Given data –

==============================

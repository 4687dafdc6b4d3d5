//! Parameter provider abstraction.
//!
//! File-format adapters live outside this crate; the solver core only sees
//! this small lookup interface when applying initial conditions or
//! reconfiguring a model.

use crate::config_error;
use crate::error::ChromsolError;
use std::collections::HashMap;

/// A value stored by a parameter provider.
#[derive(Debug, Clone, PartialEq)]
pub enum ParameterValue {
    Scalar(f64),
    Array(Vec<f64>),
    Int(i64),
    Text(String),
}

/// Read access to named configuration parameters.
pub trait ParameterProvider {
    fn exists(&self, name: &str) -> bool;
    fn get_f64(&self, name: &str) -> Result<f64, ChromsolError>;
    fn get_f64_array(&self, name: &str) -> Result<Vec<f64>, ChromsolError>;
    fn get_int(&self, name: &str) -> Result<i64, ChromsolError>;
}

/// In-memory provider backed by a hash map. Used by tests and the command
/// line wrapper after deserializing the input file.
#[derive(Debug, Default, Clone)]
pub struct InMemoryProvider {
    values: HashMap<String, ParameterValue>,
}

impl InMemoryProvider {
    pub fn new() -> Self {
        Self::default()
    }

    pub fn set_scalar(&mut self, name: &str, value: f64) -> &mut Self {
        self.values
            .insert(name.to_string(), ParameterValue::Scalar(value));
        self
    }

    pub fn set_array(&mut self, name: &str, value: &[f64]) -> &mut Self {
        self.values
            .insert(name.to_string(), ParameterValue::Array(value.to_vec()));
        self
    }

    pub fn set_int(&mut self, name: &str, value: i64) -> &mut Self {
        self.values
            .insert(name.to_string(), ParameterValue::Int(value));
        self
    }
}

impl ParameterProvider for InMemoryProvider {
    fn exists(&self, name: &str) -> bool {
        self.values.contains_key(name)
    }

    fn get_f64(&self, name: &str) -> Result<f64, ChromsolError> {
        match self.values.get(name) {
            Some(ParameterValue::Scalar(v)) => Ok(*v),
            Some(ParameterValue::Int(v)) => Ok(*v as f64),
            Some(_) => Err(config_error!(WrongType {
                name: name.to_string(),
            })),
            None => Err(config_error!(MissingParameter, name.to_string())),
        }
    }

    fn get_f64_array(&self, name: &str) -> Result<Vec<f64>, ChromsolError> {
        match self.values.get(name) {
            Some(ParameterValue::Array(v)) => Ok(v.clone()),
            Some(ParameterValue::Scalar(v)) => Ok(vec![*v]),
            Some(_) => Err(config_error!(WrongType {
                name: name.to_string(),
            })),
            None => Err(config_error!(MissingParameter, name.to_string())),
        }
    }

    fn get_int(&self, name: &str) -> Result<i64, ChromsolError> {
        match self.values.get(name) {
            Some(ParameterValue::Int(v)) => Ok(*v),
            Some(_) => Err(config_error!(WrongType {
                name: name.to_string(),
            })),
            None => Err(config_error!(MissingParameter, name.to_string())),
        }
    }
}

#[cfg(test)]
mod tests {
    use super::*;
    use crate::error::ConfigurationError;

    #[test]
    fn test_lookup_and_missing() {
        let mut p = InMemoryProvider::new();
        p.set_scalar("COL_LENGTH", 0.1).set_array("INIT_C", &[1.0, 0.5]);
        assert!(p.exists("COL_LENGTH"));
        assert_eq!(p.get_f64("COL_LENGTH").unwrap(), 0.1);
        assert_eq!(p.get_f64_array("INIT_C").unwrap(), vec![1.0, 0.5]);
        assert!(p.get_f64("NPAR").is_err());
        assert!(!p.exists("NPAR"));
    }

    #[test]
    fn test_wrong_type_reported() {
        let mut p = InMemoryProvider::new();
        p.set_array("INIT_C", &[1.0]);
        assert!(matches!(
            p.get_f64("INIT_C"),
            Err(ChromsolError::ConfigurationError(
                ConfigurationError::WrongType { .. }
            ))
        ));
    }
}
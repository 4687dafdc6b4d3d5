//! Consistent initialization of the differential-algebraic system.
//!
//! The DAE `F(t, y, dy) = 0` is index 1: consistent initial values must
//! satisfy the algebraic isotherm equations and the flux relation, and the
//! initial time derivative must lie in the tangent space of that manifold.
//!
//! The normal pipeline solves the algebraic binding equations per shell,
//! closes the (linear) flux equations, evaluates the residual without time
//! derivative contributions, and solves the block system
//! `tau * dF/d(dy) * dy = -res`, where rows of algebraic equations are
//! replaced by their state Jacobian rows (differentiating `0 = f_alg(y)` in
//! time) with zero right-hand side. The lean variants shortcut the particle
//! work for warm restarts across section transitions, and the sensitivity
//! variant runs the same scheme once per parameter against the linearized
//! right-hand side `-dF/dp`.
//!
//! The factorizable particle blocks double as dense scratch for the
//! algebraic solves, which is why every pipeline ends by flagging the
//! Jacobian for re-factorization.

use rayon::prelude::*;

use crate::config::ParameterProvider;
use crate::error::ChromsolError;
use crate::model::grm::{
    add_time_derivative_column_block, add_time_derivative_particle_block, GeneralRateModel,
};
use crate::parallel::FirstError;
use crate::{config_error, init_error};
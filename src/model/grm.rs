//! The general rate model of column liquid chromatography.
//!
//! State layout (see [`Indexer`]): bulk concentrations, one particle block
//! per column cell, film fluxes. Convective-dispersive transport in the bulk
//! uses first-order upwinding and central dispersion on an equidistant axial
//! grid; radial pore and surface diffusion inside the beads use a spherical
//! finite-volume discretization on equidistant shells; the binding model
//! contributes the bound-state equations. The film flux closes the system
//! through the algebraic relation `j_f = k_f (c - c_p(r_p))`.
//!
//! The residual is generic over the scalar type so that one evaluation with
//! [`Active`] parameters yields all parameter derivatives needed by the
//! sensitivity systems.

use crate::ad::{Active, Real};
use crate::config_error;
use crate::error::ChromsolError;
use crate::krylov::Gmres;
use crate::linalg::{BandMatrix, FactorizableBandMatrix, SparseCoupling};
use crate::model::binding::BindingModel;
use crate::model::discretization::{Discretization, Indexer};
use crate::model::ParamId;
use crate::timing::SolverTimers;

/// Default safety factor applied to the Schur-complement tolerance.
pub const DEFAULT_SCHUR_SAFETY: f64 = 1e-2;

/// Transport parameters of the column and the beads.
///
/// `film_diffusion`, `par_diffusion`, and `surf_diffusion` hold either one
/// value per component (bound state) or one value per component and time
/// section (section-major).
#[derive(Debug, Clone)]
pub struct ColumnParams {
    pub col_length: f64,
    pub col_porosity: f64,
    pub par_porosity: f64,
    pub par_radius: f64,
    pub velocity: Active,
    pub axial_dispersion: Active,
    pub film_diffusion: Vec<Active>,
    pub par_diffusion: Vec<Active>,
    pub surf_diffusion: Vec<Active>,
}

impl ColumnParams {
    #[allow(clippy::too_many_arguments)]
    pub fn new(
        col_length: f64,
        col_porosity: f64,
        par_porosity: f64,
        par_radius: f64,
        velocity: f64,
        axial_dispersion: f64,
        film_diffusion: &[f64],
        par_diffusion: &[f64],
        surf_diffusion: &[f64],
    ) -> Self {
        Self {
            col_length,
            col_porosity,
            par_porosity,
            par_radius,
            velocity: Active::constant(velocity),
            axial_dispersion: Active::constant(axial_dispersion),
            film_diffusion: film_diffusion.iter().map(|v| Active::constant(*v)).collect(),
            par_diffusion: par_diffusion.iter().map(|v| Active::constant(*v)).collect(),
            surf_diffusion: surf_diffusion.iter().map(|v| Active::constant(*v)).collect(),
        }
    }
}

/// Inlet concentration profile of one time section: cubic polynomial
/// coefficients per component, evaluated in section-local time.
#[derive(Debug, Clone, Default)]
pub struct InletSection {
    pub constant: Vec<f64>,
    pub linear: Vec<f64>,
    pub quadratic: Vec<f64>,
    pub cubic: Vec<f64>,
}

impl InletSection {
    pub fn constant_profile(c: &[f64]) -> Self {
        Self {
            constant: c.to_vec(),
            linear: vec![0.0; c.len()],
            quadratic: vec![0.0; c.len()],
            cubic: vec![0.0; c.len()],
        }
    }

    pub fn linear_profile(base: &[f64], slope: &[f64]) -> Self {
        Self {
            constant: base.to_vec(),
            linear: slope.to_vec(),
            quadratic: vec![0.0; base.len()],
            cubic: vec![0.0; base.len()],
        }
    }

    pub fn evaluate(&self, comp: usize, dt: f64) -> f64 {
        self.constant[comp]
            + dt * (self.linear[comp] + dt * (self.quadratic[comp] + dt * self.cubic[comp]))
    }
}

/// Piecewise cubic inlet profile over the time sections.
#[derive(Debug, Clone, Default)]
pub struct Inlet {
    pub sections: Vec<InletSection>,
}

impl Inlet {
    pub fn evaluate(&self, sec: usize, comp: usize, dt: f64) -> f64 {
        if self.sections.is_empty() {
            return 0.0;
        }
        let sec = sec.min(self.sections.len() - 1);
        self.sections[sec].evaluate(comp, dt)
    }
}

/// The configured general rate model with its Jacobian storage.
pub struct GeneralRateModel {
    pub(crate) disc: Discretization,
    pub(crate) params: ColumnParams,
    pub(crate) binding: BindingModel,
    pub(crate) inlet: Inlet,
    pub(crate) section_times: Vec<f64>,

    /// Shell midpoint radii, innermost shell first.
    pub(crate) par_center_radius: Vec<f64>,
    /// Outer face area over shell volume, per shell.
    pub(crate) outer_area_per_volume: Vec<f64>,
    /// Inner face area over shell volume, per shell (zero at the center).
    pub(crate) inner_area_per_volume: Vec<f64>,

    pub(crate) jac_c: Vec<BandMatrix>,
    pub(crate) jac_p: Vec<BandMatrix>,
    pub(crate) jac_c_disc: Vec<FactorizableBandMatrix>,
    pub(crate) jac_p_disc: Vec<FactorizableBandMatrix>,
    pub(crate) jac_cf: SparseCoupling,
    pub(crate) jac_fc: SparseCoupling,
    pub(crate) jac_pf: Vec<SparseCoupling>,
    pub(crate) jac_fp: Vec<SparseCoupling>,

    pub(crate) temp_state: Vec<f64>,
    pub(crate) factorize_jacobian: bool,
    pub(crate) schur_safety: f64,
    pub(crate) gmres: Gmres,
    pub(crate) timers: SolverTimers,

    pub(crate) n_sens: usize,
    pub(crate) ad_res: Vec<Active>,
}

==============================

Aim of the task – The line with "a parameter provider." marks the end; reproduce exactly every line from the start of the entries up to it, that line included.

Completed task –
repository 4687dafdc6b4d3d5
//! Parameter provider abstraction.
//!
//! File-format adapters live outside this crate; the solver core only sees
//! this small lookup interface when applying initial conditions or
//! reconfiguring a model.

use crate::config_error;
use crate::error::ChromsolError;
use std::collections::HashMap;

/// A value stored by a parameter provider.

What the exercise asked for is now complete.